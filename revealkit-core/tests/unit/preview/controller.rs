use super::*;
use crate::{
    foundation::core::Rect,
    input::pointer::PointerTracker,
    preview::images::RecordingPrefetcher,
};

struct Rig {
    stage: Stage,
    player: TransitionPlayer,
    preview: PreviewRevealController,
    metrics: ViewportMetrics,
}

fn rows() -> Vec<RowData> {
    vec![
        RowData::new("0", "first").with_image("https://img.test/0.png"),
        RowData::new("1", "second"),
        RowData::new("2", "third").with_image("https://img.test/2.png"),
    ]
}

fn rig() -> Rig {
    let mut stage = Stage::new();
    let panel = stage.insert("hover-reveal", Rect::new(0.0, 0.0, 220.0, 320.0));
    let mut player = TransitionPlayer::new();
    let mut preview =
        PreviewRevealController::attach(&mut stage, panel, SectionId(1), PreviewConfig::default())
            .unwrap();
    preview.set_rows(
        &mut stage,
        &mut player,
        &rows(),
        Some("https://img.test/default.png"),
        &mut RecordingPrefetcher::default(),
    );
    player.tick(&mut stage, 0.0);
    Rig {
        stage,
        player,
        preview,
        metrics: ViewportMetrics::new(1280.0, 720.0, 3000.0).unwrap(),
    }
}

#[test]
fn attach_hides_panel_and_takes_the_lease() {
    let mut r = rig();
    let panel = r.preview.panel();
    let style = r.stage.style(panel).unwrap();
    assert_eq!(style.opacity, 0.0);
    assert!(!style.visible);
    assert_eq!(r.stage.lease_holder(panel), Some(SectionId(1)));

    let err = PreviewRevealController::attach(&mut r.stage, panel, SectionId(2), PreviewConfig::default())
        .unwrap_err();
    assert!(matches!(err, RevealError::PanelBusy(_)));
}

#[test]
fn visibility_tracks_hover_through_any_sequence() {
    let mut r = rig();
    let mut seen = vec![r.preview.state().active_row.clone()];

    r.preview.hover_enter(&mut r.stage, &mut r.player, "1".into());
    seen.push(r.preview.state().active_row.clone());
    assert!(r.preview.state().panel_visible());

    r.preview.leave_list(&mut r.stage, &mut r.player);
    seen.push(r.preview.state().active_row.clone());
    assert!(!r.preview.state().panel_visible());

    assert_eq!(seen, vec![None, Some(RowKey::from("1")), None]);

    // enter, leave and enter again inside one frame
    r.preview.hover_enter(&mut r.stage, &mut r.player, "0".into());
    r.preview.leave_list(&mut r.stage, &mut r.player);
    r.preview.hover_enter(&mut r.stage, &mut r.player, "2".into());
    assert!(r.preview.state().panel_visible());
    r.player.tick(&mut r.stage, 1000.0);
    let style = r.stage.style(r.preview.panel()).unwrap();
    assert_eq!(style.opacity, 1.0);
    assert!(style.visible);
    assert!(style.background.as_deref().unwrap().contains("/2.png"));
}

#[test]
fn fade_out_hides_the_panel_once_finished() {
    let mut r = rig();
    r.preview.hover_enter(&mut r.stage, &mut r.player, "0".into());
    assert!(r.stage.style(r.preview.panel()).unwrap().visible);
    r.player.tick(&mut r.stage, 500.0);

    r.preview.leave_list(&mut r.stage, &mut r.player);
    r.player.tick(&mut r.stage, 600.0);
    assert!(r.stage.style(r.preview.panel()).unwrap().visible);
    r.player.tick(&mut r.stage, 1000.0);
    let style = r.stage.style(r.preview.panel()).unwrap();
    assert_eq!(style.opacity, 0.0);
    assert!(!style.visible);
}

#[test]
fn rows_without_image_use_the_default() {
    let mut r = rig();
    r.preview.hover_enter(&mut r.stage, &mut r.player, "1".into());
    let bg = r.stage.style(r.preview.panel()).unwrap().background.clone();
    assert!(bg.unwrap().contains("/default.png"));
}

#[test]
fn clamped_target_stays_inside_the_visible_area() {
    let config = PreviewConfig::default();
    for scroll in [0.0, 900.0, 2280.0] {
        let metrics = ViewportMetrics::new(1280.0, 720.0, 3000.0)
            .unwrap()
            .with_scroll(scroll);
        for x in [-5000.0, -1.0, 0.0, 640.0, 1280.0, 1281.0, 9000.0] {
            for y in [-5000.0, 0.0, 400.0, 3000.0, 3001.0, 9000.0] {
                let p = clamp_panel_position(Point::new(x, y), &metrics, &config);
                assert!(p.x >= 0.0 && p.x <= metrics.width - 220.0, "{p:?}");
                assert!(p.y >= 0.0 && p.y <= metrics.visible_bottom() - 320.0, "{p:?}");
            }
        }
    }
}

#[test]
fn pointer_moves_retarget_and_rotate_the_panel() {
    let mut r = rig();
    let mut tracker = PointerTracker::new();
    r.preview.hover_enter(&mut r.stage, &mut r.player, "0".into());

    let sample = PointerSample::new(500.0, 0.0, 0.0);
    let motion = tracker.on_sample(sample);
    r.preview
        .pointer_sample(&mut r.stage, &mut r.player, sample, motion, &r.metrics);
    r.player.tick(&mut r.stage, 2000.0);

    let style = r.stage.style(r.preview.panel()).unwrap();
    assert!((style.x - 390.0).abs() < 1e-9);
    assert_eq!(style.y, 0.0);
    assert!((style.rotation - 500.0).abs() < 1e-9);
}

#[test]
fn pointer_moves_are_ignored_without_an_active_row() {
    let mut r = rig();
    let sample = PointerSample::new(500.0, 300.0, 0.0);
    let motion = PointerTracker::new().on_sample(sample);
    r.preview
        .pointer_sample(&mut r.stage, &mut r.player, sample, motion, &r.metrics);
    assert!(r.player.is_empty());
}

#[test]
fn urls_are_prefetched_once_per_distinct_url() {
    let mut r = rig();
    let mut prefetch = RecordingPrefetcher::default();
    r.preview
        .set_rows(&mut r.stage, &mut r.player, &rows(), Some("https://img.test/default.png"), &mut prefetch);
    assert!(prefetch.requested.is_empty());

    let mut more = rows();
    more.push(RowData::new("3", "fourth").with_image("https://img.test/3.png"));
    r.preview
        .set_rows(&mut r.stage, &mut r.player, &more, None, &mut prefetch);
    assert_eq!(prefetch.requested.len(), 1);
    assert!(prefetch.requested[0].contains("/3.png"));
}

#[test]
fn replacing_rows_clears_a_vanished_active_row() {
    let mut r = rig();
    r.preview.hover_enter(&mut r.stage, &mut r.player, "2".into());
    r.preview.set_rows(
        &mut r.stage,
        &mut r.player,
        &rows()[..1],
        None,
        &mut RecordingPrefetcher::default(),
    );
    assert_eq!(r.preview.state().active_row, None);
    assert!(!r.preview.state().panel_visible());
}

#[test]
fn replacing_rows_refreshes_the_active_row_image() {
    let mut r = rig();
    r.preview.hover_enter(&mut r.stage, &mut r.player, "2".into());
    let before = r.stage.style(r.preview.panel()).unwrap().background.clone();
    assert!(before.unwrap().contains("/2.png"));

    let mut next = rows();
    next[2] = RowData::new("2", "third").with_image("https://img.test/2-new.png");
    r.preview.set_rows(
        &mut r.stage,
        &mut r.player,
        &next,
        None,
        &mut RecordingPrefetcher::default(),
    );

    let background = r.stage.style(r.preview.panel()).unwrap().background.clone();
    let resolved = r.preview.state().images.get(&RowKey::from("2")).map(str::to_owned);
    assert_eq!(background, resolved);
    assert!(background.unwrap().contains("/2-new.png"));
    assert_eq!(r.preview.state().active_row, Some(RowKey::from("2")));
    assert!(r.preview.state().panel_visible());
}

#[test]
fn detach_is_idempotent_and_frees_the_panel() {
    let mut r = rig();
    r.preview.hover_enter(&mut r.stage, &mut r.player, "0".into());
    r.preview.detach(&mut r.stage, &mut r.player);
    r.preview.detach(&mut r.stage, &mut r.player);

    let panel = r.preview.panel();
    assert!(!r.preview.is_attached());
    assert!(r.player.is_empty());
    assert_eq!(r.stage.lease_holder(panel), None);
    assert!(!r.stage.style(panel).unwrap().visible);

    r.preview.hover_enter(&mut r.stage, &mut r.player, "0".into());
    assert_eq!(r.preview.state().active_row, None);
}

==

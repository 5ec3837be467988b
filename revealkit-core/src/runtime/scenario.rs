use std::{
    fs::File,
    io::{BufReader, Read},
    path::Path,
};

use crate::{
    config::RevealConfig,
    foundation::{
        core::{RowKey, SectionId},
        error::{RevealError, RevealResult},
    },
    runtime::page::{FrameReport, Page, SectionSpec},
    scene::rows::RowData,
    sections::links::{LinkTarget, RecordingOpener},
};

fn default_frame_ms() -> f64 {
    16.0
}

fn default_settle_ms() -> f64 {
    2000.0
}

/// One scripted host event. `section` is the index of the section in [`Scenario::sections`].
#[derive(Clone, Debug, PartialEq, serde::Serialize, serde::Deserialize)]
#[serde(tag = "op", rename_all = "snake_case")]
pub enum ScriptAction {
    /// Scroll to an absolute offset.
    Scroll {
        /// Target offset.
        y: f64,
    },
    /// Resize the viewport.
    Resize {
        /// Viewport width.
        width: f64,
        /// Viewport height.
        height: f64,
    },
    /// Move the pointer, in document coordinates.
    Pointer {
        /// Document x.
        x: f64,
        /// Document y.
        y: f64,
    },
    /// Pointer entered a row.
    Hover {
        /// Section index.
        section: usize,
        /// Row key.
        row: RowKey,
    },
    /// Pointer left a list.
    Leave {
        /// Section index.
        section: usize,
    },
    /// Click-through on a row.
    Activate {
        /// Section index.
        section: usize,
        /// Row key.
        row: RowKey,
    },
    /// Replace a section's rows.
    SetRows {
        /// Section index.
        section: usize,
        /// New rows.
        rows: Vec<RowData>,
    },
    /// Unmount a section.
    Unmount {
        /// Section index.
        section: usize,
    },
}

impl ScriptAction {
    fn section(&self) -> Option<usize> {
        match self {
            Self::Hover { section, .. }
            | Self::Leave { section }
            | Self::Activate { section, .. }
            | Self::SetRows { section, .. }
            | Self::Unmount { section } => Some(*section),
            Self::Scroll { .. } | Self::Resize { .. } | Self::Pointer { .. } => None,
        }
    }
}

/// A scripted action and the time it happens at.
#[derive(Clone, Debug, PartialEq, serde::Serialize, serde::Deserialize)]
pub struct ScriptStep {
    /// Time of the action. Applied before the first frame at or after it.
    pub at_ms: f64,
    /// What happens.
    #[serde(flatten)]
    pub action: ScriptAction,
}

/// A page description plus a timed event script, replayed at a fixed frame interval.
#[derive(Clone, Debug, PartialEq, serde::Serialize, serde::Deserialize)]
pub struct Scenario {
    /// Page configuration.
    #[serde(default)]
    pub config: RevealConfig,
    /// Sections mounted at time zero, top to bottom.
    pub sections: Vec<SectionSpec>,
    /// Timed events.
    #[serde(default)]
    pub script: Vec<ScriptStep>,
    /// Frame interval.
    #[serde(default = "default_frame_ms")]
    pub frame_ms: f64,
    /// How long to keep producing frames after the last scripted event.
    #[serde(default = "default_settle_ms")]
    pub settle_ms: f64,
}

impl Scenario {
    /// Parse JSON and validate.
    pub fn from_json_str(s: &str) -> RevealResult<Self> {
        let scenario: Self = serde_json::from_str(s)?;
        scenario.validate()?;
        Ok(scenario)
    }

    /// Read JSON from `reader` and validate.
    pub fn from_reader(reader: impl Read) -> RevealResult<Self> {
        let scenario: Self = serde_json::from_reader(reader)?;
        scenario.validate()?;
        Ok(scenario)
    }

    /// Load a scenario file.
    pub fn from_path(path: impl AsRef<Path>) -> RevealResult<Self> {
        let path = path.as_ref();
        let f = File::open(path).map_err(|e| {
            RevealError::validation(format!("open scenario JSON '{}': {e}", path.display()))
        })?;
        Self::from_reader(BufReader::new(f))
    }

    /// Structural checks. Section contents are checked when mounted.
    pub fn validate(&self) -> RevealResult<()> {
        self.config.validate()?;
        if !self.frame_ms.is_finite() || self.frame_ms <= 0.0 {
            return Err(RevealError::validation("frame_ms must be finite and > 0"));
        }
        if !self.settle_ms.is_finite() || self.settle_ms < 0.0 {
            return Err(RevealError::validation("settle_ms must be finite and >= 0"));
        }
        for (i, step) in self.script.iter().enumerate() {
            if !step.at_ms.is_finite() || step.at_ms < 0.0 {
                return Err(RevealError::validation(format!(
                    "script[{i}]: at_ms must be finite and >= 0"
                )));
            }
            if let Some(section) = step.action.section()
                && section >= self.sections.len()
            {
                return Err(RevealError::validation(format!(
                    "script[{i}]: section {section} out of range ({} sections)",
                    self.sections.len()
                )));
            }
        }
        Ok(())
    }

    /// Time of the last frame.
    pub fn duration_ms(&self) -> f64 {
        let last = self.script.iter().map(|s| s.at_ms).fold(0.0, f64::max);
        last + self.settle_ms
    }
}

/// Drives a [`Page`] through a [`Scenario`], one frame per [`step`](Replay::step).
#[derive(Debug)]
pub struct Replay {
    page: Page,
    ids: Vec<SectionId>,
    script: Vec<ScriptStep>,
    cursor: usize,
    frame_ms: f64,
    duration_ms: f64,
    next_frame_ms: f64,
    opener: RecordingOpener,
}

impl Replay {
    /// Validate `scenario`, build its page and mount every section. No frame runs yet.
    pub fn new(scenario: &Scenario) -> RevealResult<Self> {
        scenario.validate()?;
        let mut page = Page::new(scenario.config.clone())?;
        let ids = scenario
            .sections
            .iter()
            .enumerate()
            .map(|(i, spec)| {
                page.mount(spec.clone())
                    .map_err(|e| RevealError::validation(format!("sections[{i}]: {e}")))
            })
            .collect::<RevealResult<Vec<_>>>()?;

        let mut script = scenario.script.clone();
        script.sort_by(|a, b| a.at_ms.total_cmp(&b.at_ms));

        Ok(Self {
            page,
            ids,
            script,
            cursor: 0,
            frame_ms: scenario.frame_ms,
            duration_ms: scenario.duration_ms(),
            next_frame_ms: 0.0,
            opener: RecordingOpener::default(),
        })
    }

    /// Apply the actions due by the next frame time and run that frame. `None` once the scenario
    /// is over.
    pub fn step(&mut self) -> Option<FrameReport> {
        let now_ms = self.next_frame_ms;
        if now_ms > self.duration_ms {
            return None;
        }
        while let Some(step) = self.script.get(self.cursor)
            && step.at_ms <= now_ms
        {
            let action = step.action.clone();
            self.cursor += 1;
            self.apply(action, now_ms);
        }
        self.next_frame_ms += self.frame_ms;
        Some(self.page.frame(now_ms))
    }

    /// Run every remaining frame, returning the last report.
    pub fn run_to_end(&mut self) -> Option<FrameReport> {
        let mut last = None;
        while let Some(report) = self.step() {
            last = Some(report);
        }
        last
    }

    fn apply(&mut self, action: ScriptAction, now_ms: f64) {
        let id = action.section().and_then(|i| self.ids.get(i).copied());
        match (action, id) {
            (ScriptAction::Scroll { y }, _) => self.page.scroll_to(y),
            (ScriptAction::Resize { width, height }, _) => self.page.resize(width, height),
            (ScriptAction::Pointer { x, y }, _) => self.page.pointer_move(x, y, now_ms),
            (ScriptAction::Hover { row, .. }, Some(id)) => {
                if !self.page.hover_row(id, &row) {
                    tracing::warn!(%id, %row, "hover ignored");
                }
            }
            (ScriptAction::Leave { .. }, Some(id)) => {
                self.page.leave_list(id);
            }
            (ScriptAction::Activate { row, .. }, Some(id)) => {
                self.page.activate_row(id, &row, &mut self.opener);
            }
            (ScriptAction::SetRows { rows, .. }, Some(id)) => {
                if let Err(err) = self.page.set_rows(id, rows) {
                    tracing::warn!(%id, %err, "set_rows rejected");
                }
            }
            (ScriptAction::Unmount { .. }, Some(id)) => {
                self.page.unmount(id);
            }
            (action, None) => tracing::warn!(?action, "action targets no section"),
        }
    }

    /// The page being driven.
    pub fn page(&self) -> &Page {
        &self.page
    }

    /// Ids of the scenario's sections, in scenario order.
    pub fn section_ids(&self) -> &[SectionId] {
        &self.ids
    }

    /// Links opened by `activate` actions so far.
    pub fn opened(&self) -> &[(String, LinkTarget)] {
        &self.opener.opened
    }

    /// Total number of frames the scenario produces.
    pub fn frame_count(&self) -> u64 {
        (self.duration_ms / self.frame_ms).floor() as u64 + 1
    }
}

** INSTRUCTIONS FOR THE TASK **
Only lines that include "ViewportMetrics" are counted here. Give their number for the records above and add nothing.

** SOLUTION FOR THIS PROBLEM **
3